Although the satisfactory start of the quarterly ball of the large European groups catalysed a technical rebound of the EUR/USD in the first part of the week, the reference polarity (negative), finds its rights under the influence still prevailing of the difference of tone, attitude and monetary strategy of the large central banks on both sides of the Atlantic. During a debate yesterday at the IMF/World Bank Spring Meetings, Fed Chairman Powell definitively killed the suspense surrounding the outcome of the next FOMC meeting. The powerful financial institution, barring any extraordinary surprises, will raise its Fed Funds rate by 50 basis points at once, to mark the occasion.

"Let's remember that any increase of 10 dollars in the price of a barrel generates a negative impact of around 0.2% of growth according to the main models", notes Jean-Marie MERCADAL, Director of investment strategies at OFI Holding. "From this point of view, it is the Euro zone that seems the most vulnerable, especially in the current environment because of its greater dependence on Russia. Growth in 2022 is now expected to be 3% compared to 4.1% at the beginning of the year. The US seems more resilient with 3.3% expected compared to 4% initially. It seems that these revision movements are just beginning."

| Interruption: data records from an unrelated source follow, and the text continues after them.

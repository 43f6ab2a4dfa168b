pub mod report_pipeline;

pub use report_pipeline::ReportPipeline;
use crate::core::numeric::extract_number;
use crate::domain::model::{Cell, NormalizedRecord, RawReport};
use crate::utils::error::{ChartError, Result};
use chrono::{DateTime, NaiveDate, NaiveDateTime};

/// Canonical column names, in sheet order.
pub const COLUMNS: [&str; 5] = ["Group", "Code", "Value", "Start", "End"];

pub const DEFAULT_HEADER_ROWS: usize = 4;

const DATETIME_FORMATS: &[&str] = &[
    "%Y-%m-%d %H:%M:%S%.f",
    "%Y-%m-%d %H:%M",
    "%Y-%m-%dT%H:%M:%S%.f",
    "%Y-%m-%dT%H:%M",
    "%Y/%m/%d %H:%M:%S",
    "%Y/%m/%d %H:%M",
    "%d/%m/%Y %H:%M:%S",
    "%d/%m/%Y %H:%M",
];

/// Drops the header rows and maps each remaining row onto [`COLUMNS`].
///
/// Fails only when the report is not exactly five columns wide. Unreadable
/// values and start times become `None` and never stop other rows.
pub fn normalize(report: &RawReport, header_rows: usize) -> Result<Vec<NormalizedRecord>> {
    if report.width != COLUMNS.len() {
        return Err(ChartError::StructuralMismatch {
            expected: COLUMNS.len(),
            found: report.width,
        });
    }

    let records: Vec<NormalizedRecord> = report
        .rows
        .iter()
        .skip(header_rows)
        .map(|row| normalize_row(row))
        .collect();

    let undated = records.iter().filter(|r| r.start.is_none()).count();
    let unvalued = records.iter().filter(|r| r.numeric_value.is_none()).count();
    tracing::debug!(
        "Normalized {} rows ({} without start time, {} without numeric value)",
        records.len(),
        undated,
        unvalued
    );

    Ok(records)
}

static EMPTY: Cell = Cell::Empty;

fn normalize_row(row: &[Cell]) -> NormalizedRecord {
    let cell = |idx: usize| row.get(idx).unwrap_or(&EMPTY);

    NormalizedRecord {
        group: cell(0).display_text(),
        code: cell(1).display_text(),
        raw_value: cell(2).display_text(),
        numeric_value: extract_number(cell(2)),
        start: parse_timestamp(cell(3)),
        end: cell(4).display_text(),
    }
}

pub fn parse_timestamp(cell: &Cell) -> Option<NaiveDateTime> {
    match cell {
        Cell::DateTime(dt) => Some(*dt),
        Cell::Text(text) => parse_timestamp_str(text),
        _ => None,
    }
}

pub fn parse_timestamp_str(text: &str) -> Option<NaiveDateTime> {
    let text = text.trim();
    if text.is_empty() {
        return None;
    }

    if let Some(dt) = DATETIME_FORMATS
        .iter()
        .find_map(|fmt| NaiveDateTime::parse_from_str(text, fmt).ok())
    {
        return Some(dt);
    }

    if let Ok(dt) = DateTime::parse_from_rfc3339(text) {
        return Some(dt.naive_utc());
    }

    NaiveDate::parse_from_str(text, "%Y-%m-%d")
        .ok()
        .and_then(|d| d.and_hms_opt(0, 0, 0))
}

In this context, Mrs Lagarde is faced with an increasingly complex equation, and has to "contain" the more hawkish voices within her own institution.

On the statistics side, yesterday was the return (finally!) of important statistics on the agenda today, with in particular the Philly Fed manufacturing index, which fell significantly to 17.6 this month, missing expectations. "Businesses continued to report overall hiring gains and broad-based price increases. Indicators of future general activity and new orders fell considerably, but respondents continue to expect overall growth over the next six months," read the accompanying commentary. In addition, weekly jobless claims for week 15 came in at 184,000 new units, with little change from week 14 (186,000), according to the latest figures from the US Department of Labour.

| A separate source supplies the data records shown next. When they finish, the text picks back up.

#[cfg(feature = "cli")]
use std::time::{Duration, Instant};
#[cfg(feature = "cli")]
use sysinfo::{Pid, RefreshKind, System};

#[cfg(feature = "cli")]
#[derive(Debug, Clone)]
pub struct PhaseStats {
    pub cpu_usage: f32,
    pub memory_usage_mb: u64,
    pub peak_memory_mb: u64,
    pub phase_time: Duration,
    pub elapsed_time: Duration,
}

/// Process resource usage sampled between pipeline phases.
#[cfg(feature = "cli")]
pub struct SystemMonitor {
    inner: Option<MonitorState>,
}

#[cfg(feature = "cli")]
struct MonitorState {
    system: std::sync::Mutex<System>,
    pid: Pid,
    start_time: Instant,
    last_phase: std::sync::Mutex<Instant>,
    peak_memory: std::sync::Mutex<u64>,
}

#[cfg(feature = "cli")]
impl SystemMonitor {
    pub fn new(enabled: bool) -> Self {
        if !enabled {
            return Self { inner: None };
        }

        let pid = match sysinfo::get_current_pid() {
            Ok(pid) => pid,
            Err(e) => {
                tracing::warn!("System monitoring disabled, cannot resolve current PID: {}", e);
                return Self { inner: None };
            }
        };

        let mut system = System::new_with_specifics(RefreshKind::everything());
        system.refresh_all();

        let now = Instant::now();
        Self {
            inner: Some(MonitorState {
                system: std::sync::Mutex::new(system),
                pid,
                start_time: now,
                last_phase: std::sync::Mutex::new(now),
                peak_memory: std::sync::Mutex::new(0),
            }),
        }
    }

    /// Samples usage and resets the phase timer.
    pub fn sample(&self) -> Option<PhaseStats> {
        let state = self.inner.as_ref()?;

        let mut system = state.system.lock().ok()?;
        system.refresh_all();
        let process = system.process(state.pid)?;
        let memory_mb = process.memory() / 1024 / 1024;

        let mut peak = state.peak_memory.lock().ok()?;
        *peak = (*peak).max(memory_mb);

        let mut last = state.last_phase.lock().ok()?;
        let phase_time = last.elapsed();
        *last = Instant::now();

        Some(PhaseStats {
            cpu_usage: process.cpu_usage(),
            memory_usage_mb: memory_mb,
            peak_memory_mb: *peak,
            phase_time,
            elapsed_time: state.start_time.elapsed(),
        })
    }

    pub fn log_stats(&self, phase: &str) {
        if let Some(stats) = self.sample() {
            tracing::info!(
                "📊 {} - CPU: {:.1}%, Memory: {}MB, Peak: {}MB, Phase: {:?}",
                phase,
                stats.cpu_usage,
                stats.memory_usage_mb,
                stats.peak_memory_mb,
                stats.phase_time
            );
        }
    }

    pub fn log_final_stats(&self) {
        if let Some(stats) = self.sample() {
            tracing::info!(
                "📊 Final Stats - Total Time: {:?}, Peak Memory: {}MB",
                stats.elapsed_time,
                stats.peak_memory_mb
            );
        }
    }

    pub fn is_enabled(&self) -> bool {
        self.inner.is_some()
    }
}

#[cfg(feature = "cli")]
impl Default for SystemMonitor {
    fn default() -> Self {
        Self::new(false)
    }
}

// 非 CLI 環境的空實現
#[cfg(not(feature = "cli"))]
#[derive(Default)]
pub struct SystemMonitor;

#[cfg(not(feature = "cli"))]
impl SystemMonitor {
    pub fn new(_enabled: bool) -> Self {
        Self
    }

    pub fn log_stats(&self, _phase: &str) {}

    pub fn log_final_stats(&self) {}

    pub fn is_enabled(&self) -> bool {
        false
    }
}

#[cfg(all(test, feature = "cli"))]
mod tests {
    use super::*;

    #[test]
    fn test_disabled_monitor_reports_nothing() {
        let monitor = SystemMonitor::new(false);
        assert!(!monitor.is_enabled());
        assert!(monitor.sample().is_none());
    }
}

This morning, the publication of better than expected activity indicators in the Euro zone is not enough to stop the Euro's decline against the Dollar. In the first estimates for the month, the Services PMI came in at 57.7 and the Manufacturing PMI at 55.3. Commenting on the flash PMI data, Chris Williamson, Chief Business Economist at S&P Global said: "April saw a two-speed Eurozone economy. The manufacturing sector came close to stagnating due to supply constraints, rising prices and signs that consumption was affected by war-related risk aversion. However, April also saw manufacturers suffer as demand shifted from goods to services amid looser pandemic restrictions, including a record rise in spending on leisure activities, such as travel.

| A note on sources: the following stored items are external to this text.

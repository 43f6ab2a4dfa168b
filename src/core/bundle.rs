use crate::core::{archive, normalize, partition};
use crate::domain::model::{ChartArtifact, MetricSeries, OutputBundle, RawReport};
use crate::domain::ports::ChartRenderer;
use crate::utils::error::Result;
use chrono::NaiveDateTime;

/// Renders every series in order. The first failure aborts the whole batch.
pub fn render_all<R: ChartRenderer + ?Sized>(
    renderer: &R,
    series: &[MetricSeries],
) -> Result<Vec<ChartArtifact>> {
    series.iter().map(|s| renderer.render(s)).collect()
}

/// The whole transform in one call: report in, zip bundle out.
pub fn generate_bundle<R: ChartRenderer + ?Sized>(
    report: &RawReport,
    header_rows: usize,
    renderer: &R,
    generated_at: NaiveDateTime,
) -> Result<OutputBundle> {
    let records = normalize::normalize(report, header_rows)?;
    let series = partition::partition(&records);
    let artifacts = render_all(renderer, &series)?;
    archive::package(&artifacts, generated_at)
}

#[cfg(test)]
mod tests {
    use super::*;
    use crate::domain::model::Cell;
    use crate::utils::error::ChartError;
    use chrono::NaiveDate;

    struct SizeRenderer;

    impl ChartRenderer for SizeRenderer {
        fn render(&self, series: &MetricSeries) -> Result<ChartArtifact> {
            Ok(ChartArtifact {
                metric: series.metric,
                bytes: series.points.len().to_string().into_bytes(),
            })
        }
    }

    fn generated_at() -> NaiveDateTime {
        NaiveDate::from_ymd_opt(2024, 3, 1)
            .unwrap()
            .and_hms_opt(9, 0, 0)
            .unwrap()
    }

    fn report(width: usize) -> RawReport {
        let mut rows = vec![vec![Cell::text("title")]; 4];
        let mut data = vec![
            Cell::text("LTE"),
            Cell::text("UP Speed"),
            Cell::text("10 Mbps"),
            Cell::text("2024-03-01 08:00"),
            Cell::Empty,
        ];
        data.resize(width, Cell::text("x"));
        rows.push(data);
        RawReport::new(rows)
    }

    #[test]
    fn test_generate_bundle_has_all_metrics() {
        let bundle = generate_bundle(&report(5), 4, &SizeRenderer, generated_at()).unwrap();
        assert_eq!(bundle.entries.len(), 6);
        assert_eq!(bundle.name, "20240301_090000.zip");
    }

    #[test]
    fn test_generate_bundle_stops_on_structure() {
        let err = generate_bundle(&report(6), 4, &SizeRenderer, generated_at()).unwrap_err();
        assert!(matches!(err, ChartError::StructuralMismatch { found: 6, .. }));
    }
}
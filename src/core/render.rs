use crate::domain::model::{ChartArtifact, ChartOptions, MetricSeries};
use crate::domain::ports::ChartRenderer;
use crate::utils::error::{ChartError, Result};
use chrono::NaiveDateTime;
use image::codecs::jpeg::JpegEncoder;
use plotters::coord::ranged1d::{DefaultFormatting, KeyPointHint};
use plotters::coord::types::RangedCoordf64;
use plotters::prelude::*;
use std::ops::Range;

/// Line charts drawn with plotters into an in-memory RGB buffer, encoded as JPEG.
///
/// Every call allocates its own buffer and drawing area, so rendering one
/// metric never affects another.
#[derive(Debug, Clone, Default)]
pub struct PlottersChartRenderer {
    options: ChartOptions,
}

impl PlottersChartRenderer {
    pub fn new(options: ChartOptions) -> Self {
        Self { options }
    }

    fn draw(
        &self,
        series: &MetricSeries,
        buffer: &mut [u8],
    ) -> std::result::Result<(), Box<dyn std::error::Error>> {
        let opts = &self.options;
        let title = series.metric.code();

        let root =
            BitMapBackend::with_buffer(buffer, (opts.width, opts.height)).into_drawing_area();
        root.fill(&WHITE)?;

        let segments = line_segments(series);
        let ticks = axis_ticks(series, opts);
        let (x_range, y_range) = axis_ranges(series, &segments);

        let time_axis = TimeAxis {
            coord: x_range.into(),
            ticks: ticks.iter().map(|(x, _)| *x).collect(),
        };

        let mut chart = ChartBuilder::on(&root)
            .caption(title, ("sans-serif", 24).into_font())
            .margin(15)
            .x_label_area_size(140)
            .y_label_area_size(70)
            .build_cartesian_2d(time_axis, y_range)?;

        let label_for = |x: &f64| {
            ticks
                .iter()
                .find(|(t, _)| (t - x).abs() < 0.5)
                .map(|(_, label)| label.clone())
                .unwrap_or_default()
        };

        chart
            .configure_mesh()
            .x_labels(ticks.len().max(1))
            .x_label_formatter(&label_for)
            .x_label_style(
                ("sans-serif", 12)
                    .into_font()
                    .transform(FontTransform::Rotate90),
            )
            .x_desc("Time")
            .y_desc(title)
            .draw()?;

        for segment in segments {
            chart.draw_series(LineSeries::new(segment, &BLUE))?;
        }

        root.present()?;
        Ok(())
    }
}

impl ChartRenderer for PlottersChartRenderer {
    fn render(&self, series: &MetricSeries) -> Result<ChartArtifact> {
        let (width, height) = (self.options.width, self.options.height);
        let mut buffer = vec![0u8; width as usize * height as usize * 3];

        self.draw(series, &mut buffer)
            .map_err(|e| ChartError::RenderError {
                metric: series.metric.code().to_string(),
                message: e.to_string(),
            })?;

        let mut bytes = Vec::new();
        let mut encoder = JpegEncoder::new_with_quality(&mut bytes, self.options.jpeg_quality);
        encoder.encode(&buffer, width, height, image::ColorType::Rgb8)?;

        tracing::debug!(
            "Rendered '{}' ({} points) into {} bytes",
            series.metric,
            series.points.len(),
            bytes.len()
        );

        Ok(ChartArtifact {
            metric: series.metric,
            bytes,
        })
    }
}

/// Time axis whose key points are exactly the decimated tick positions.
struct TimeAxis {
    coord: RangedCoordf64,
    ticks: Vec<f64>,
}

impl Ranged for TimeAxis {
    type FormatOption = DefaultFormatting;
    type ValueType = f64;

    fn map(&self, value: &f64, limit: (i32, i32)) -> i32 {
        self.coord.map(value, limit)
    }

    fn key_points<Hint: KeyPointHint>(&self, _hint: Hint) -> Vec<f64> {
        self.ticks.clone()
    }

    fn range(&self) -> Range<f64> {
        self.coord.range()
    }
}

/// Timestamps at every `stride`-th position of the series, counted by index
/// rather than by time. Undated positions are skipped.
pub fn tick_positions(series: &MetricSeries, stride: usize) -> Vec<NaiveDateTime> {
    series
        .points
        .iter()
        .step_by(stride.max(1))
        .filter_map(|p| p.start)
        .collect()
}

/// Axis position and label of every tick the renderer draws.
pub fn axis_ticks(series: &MetricSeries, options: &ChartOptions) -> Vec<(f64, String)> {
    tick_positions(series, options.tick_stride)
        .into_iter()
        .map(|t| (to_x(t), t.format(&options.time_format).to_string()))
        .collect()
}

/// Contiguous runs of dated, valued points. A missing value ends a run, so
/// the line shows a gap there.
pub fn line_segments(series: &MetricSeries) -> Vec<Vec<(f64, f64)>> {
    let mut segments = Vec::new();
    let mut current = Vec::new();

    for point in &series.points {
        let Some(start) = point.start else {
            continue;
        };
        match point.value {
            Some(value) if value.is_finite() => current.push((to_x(start), value)),
            _ => {
                if !current.is_empty() {
                    segments.push(std::mem::take(&mut current));
                }
            }
        }
    }
    if !current.is_empty() {
        segments.push(current);
    }
    segments
}

fn to_x(t: NaiveDateTime) -> f64 {
    t.and_utc().timestamp() as f64
}

/// x spans every dated point (so every tick is on the axis), y only the
/// drawn values.
fn axis_ranges(
    series: &MetricSeries,
    segments: &[Vec<(f64, f64)>],
) -> (Range<f64>, Range<f64>) {
    let (mut x_min, mut x_max) = (f64::INFINITY, f64::NEG_INFINITY);
    for x in series.points.iter().filter_map(|p| p.start).map(to_x) {
        x_min = x_min.min(x);
        x_max = x_max.max(x);
    }

    let (mut y_min, mut y_max) = (f64::INFINITY, f64::NEG_INFINITY);
    for &(_, y) in segments.iter().flatten() {
        y_min = y_min.min(y);
        y_max = y_max.max(y);
    }

    let x_range = if !x_min.is_finite() {
        0.0..1.0
    } else if x_max <= x_min {
        (x_min - 60.0)..(x_max + 60.0)
    } else {
        x_min..x_max
    };

    let y_range = if !y_min.is_finite() {
        0.0..1.0
    } else {
        if y_max <= y_min {
            y_min -= 1.0;
            y_max += 1.0;
        }
        let pad = (y_max - y_min) * 0.05;
        (y_min - pad)..(y_max + pad)
    };

    (x_range, y_range)
}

Right now, the pair is trading at $1.0820.

KEY CHART ELEMENTS
Since breaking out of a broad consolidation wedge on April 4, the selling camp is confident, with 7 red bodies in the last 8 candles drawn. A break of a fragile intermediate floor at $1.0850, which we described yesterday as a safety net, would release additional selling energy in a bout of volatility. This breakout is underway and requires validation. Negative opinion proposed.

MEDIUM-TERM FORECAST
Given the key chart factors we have mentioned, our medium-term view is negative on the EUR/USD.

Our entry point is $1.0803. Our bearish scenario price target is $1.0455. In order to preserve the capital invested, we advise you to place a protective stop at $1.0905.

The expected return on this forex strategy is 348 pips and the risk of loss is 102 pips.